Stored items
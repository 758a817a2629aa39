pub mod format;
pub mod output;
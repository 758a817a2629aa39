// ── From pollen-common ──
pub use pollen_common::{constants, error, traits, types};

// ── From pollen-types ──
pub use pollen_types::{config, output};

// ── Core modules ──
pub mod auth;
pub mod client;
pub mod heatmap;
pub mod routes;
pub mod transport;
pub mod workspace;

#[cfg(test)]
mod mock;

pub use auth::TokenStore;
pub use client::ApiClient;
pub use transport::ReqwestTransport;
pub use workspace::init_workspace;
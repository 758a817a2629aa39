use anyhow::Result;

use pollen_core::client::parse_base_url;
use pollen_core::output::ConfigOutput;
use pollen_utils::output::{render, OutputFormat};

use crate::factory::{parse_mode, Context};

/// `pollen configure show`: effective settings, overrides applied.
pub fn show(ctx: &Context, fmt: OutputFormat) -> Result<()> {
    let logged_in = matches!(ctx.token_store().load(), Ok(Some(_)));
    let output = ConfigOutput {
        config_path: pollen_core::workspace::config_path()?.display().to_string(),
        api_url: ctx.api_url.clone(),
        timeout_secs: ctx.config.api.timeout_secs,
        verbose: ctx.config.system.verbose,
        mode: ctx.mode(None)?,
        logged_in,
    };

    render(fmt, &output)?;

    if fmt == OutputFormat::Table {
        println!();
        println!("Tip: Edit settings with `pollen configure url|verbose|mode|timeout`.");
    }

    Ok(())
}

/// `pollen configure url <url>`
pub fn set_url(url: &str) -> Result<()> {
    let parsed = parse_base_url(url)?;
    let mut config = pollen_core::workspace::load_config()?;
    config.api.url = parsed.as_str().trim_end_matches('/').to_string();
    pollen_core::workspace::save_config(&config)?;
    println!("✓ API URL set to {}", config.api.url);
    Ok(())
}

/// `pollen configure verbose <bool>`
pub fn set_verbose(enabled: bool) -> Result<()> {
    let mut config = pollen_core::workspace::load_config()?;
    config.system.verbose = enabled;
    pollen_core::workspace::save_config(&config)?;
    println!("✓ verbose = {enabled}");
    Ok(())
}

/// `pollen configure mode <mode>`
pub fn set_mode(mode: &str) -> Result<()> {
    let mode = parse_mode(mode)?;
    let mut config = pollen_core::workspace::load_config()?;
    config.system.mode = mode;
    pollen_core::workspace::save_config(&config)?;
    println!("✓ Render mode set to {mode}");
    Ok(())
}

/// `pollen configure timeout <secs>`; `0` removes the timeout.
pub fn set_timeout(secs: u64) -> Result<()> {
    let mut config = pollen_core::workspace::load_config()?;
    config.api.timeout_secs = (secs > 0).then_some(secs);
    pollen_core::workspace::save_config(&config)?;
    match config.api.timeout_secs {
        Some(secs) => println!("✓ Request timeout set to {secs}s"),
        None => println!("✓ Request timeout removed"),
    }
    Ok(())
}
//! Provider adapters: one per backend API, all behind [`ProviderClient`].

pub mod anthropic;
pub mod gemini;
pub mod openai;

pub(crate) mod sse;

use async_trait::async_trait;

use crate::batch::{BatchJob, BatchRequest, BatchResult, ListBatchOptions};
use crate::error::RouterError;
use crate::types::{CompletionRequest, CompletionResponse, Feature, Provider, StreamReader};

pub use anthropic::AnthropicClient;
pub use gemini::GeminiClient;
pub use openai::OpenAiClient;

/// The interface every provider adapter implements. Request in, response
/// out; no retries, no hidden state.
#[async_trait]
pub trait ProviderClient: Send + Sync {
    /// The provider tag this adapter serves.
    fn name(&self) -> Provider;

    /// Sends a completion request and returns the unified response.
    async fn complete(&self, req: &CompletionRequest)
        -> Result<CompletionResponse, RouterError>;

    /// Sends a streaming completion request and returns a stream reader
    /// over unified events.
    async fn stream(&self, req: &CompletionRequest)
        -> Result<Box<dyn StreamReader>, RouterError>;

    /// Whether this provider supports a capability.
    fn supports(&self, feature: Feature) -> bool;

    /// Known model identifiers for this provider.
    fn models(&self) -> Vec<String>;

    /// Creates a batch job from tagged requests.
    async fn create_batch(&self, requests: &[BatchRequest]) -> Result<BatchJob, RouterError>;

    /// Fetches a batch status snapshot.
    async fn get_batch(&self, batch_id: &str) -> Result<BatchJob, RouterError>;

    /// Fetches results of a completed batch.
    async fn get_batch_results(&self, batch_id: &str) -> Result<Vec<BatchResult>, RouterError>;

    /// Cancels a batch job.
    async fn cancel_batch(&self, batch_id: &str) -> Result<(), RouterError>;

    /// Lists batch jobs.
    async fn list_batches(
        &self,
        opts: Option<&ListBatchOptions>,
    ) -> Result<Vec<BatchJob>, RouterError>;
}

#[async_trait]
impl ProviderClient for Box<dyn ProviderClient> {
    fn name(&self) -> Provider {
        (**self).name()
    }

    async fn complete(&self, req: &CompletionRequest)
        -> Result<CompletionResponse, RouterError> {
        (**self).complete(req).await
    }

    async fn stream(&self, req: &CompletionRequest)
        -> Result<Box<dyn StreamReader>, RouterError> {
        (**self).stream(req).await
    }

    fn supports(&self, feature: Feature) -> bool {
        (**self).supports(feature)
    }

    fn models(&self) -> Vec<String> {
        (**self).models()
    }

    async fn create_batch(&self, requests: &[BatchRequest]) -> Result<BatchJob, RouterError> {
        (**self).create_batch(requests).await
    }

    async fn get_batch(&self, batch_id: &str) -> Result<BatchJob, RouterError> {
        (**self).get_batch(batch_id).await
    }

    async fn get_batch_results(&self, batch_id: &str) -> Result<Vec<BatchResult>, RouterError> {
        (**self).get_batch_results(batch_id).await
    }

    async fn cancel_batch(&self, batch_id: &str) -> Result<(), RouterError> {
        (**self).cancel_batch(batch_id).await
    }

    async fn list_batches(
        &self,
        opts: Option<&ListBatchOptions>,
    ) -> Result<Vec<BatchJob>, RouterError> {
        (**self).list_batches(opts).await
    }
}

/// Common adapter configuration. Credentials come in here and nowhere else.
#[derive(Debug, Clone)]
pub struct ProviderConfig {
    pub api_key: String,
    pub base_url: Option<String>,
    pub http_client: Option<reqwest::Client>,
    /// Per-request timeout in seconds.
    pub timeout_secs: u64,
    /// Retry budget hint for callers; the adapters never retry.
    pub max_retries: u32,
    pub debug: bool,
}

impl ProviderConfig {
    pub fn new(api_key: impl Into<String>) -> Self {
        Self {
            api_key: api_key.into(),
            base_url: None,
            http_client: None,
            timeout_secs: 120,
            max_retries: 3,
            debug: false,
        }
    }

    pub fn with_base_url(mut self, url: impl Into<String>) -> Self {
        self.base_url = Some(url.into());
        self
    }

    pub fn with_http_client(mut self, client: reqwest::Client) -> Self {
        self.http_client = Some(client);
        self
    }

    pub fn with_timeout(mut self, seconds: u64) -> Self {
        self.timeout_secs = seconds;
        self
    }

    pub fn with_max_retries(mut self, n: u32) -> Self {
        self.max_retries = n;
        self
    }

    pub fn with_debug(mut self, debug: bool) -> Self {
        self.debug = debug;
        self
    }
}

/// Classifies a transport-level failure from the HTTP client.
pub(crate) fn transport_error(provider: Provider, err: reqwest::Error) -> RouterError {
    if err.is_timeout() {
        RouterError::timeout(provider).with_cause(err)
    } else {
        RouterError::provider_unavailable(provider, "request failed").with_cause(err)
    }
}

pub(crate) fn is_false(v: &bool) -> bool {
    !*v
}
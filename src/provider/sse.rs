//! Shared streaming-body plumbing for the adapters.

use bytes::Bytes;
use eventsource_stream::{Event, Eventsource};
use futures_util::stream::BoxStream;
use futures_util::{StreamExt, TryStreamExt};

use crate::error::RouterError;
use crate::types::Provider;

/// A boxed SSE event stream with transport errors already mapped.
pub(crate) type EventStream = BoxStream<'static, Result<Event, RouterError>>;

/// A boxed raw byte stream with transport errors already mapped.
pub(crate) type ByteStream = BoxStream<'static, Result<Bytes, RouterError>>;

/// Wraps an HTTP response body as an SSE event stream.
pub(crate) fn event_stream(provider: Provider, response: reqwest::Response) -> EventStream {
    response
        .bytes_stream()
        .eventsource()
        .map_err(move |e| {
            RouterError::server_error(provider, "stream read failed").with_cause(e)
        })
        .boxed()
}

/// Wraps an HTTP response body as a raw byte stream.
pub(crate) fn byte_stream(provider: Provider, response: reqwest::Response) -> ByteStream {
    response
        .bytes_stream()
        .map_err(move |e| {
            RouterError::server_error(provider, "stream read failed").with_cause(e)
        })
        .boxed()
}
* * *
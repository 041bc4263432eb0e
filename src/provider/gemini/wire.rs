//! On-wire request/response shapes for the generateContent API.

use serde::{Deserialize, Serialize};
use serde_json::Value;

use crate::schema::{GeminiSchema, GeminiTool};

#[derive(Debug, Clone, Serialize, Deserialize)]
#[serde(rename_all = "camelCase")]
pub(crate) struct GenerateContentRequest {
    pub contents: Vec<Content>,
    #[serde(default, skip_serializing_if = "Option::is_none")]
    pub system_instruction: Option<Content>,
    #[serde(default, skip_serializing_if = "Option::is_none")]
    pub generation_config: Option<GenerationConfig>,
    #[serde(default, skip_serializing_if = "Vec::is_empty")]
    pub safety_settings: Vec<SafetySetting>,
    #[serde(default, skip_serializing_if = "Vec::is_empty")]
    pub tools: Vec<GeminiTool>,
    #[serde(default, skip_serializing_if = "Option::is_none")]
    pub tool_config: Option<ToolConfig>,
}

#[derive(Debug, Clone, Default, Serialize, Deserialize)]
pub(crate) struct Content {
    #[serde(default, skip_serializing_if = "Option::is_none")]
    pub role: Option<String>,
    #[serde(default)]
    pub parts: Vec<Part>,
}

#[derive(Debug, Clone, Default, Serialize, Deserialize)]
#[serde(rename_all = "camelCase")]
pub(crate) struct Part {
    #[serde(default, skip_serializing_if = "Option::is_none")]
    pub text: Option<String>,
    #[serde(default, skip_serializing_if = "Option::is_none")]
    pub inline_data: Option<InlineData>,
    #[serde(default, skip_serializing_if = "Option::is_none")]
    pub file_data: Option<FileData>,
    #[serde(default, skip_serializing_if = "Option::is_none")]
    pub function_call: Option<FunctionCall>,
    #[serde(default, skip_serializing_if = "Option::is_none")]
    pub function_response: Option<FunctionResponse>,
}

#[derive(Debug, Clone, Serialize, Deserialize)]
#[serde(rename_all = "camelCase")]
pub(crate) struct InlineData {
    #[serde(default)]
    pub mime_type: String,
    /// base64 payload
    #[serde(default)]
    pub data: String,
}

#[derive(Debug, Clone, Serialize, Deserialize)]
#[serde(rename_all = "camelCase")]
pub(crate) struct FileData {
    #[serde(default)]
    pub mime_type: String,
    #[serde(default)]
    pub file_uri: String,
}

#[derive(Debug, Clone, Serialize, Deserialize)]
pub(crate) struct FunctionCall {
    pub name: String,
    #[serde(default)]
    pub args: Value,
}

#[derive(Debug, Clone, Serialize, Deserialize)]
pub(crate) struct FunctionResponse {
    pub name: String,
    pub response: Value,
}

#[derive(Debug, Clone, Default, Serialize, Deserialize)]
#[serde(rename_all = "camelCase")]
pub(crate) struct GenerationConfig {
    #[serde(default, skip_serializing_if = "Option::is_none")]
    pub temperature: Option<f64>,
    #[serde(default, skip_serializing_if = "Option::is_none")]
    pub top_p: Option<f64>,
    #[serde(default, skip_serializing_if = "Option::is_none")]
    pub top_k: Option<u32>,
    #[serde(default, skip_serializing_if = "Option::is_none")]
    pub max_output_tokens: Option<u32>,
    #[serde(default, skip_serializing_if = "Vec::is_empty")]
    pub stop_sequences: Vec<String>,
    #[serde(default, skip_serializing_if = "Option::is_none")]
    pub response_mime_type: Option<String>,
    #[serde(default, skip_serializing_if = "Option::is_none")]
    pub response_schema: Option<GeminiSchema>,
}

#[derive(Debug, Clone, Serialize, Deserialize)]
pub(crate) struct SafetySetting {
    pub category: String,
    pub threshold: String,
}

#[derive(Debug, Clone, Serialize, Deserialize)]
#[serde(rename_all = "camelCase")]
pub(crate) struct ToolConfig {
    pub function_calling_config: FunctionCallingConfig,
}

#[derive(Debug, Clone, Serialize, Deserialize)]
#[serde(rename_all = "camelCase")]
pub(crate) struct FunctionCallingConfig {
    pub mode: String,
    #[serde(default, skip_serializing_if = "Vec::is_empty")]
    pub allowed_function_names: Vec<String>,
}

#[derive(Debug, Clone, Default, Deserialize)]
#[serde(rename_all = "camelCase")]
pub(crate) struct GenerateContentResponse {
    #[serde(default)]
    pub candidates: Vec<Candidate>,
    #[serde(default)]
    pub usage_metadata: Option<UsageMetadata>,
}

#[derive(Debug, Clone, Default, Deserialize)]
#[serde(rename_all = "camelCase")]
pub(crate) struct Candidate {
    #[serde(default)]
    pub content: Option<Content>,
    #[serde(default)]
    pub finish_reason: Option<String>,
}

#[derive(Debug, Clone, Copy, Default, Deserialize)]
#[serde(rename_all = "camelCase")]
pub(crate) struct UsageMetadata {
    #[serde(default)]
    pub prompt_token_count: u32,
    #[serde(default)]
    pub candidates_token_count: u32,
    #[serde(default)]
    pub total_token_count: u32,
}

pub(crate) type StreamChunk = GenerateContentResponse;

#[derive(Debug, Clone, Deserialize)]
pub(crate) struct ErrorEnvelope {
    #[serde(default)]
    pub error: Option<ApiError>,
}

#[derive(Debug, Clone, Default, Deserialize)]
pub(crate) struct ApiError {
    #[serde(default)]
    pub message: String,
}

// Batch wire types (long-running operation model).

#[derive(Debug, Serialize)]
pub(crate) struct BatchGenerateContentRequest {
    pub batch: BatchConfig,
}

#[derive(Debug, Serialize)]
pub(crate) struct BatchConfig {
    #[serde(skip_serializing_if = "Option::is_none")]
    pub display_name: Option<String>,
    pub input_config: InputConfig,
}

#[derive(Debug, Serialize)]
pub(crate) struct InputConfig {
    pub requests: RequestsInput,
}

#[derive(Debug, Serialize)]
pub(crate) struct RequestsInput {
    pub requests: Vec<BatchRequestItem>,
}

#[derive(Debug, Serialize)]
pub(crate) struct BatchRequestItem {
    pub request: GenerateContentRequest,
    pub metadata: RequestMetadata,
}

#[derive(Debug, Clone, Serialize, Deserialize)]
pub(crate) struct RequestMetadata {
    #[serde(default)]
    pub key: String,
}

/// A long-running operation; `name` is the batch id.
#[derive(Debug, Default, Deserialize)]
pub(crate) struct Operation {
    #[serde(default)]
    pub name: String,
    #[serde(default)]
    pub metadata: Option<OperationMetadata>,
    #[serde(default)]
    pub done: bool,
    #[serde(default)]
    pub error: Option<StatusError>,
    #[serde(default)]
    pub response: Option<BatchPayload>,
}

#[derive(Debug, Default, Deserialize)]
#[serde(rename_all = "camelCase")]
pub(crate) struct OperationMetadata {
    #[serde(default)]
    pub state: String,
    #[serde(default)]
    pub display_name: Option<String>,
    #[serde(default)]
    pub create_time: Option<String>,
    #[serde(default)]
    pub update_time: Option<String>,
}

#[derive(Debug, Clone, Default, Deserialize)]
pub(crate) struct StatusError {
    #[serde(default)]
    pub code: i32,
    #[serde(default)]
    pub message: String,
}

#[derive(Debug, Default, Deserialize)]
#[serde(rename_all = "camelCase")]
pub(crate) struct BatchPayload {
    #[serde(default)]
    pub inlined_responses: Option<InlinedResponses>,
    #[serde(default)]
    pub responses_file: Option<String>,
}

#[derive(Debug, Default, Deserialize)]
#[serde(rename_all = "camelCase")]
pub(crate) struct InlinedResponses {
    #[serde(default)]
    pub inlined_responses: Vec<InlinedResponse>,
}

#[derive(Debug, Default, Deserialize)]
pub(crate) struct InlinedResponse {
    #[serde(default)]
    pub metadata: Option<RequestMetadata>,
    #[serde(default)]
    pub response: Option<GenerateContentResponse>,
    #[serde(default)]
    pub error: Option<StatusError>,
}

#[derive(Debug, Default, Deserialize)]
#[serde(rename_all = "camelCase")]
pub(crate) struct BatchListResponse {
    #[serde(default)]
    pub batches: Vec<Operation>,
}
---
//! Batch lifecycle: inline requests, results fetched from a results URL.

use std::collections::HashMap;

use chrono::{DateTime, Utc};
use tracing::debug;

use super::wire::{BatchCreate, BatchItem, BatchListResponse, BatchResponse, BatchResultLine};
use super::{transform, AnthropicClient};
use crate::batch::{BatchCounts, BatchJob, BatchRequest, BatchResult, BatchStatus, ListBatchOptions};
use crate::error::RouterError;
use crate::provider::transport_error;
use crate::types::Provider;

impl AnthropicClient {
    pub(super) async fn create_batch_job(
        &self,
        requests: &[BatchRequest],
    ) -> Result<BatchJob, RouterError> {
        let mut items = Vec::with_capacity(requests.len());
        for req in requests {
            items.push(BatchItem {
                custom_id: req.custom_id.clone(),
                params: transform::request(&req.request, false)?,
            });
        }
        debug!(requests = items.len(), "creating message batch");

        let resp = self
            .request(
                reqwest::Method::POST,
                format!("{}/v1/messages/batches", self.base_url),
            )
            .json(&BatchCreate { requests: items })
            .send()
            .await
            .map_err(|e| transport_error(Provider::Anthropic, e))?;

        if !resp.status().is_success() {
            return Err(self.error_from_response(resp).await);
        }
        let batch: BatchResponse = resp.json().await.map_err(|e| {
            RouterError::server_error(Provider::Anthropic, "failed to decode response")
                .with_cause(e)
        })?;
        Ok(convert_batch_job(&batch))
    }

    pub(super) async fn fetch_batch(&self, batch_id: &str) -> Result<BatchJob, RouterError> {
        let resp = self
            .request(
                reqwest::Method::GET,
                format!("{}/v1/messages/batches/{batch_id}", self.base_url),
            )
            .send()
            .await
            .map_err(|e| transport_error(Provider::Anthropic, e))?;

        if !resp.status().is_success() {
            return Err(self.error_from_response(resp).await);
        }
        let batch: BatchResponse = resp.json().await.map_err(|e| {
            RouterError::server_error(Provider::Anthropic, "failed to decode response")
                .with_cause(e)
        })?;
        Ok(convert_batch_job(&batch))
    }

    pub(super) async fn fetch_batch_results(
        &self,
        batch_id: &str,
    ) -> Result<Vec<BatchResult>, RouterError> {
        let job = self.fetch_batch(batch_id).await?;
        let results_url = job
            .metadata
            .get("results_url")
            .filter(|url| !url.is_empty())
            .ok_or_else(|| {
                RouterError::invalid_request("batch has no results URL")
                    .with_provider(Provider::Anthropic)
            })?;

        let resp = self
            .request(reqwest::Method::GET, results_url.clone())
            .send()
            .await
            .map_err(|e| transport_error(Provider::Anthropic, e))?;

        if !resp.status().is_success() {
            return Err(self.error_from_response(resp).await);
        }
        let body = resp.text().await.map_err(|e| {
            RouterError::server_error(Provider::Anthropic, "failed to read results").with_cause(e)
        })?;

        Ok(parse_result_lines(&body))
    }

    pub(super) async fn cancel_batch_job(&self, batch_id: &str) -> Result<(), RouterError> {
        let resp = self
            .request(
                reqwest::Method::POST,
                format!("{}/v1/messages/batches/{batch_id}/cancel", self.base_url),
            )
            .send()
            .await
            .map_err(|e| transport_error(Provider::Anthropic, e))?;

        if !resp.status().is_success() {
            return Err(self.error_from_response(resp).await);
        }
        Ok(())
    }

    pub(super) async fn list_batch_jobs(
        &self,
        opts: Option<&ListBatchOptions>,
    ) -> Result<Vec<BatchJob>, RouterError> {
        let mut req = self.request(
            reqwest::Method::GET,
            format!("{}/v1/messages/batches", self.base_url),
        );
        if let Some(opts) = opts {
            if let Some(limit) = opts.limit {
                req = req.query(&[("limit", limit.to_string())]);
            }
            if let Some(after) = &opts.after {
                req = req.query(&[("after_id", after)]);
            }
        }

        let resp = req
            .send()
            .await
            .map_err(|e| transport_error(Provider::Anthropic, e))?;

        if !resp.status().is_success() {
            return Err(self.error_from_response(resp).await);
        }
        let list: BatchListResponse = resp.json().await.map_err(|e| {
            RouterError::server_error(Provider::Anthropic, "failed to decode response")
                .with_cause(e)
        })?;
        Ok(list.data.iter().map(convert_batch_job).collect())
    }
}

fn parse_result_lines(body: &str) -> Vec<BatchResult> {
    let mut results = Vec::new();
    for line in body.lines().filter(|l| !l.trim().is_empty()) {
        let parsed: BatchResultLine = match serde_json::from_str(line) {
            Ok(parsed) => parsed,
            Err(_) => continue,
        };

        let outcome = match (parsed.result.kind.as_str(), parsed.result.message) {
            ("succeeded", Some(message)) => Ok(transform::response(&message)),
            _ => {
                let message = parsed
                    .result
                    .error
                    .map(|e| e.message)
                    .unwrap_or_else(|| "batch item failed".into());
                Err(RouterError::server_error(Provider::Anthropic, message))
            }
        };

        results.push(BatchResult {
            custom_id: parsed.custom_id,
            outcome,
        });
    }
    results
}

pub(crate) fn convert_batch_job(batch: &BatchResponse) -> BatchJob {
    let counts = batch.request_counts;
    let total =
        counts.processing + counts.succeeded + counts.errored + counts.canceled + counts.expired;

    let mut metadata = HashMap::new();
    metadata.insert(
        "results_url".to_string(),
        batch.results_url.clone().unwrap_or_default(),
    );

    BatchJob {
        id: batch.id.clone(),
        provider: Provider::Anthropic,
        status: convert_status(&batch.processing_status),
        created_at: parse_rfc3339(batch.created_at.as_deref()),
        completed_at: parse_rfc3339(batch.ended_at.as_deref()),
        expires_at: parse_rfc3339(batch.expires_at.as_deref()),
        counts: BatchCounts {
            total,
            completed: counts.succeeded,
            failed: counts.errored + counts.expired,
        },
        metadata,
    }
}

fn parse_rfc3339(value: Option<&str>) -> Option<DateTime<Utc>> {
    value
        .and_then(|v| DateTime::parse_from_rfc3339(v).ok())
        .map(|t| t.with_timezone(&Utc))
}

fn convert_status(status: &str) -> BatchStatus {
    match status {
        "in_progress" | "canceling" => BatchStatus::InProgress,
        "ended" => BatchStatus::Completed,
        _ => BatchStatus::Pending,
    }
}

= What you need to do =
Note every line above where the string "supports" shows up, and copy those lines.

= Task answer =
    /// Whether this provider supports a capability.
    fn supports(&self, feature: Feature) -> bool;
    fn supports(&self, feature: Feature) -> bool {
        (**self).supports(feature)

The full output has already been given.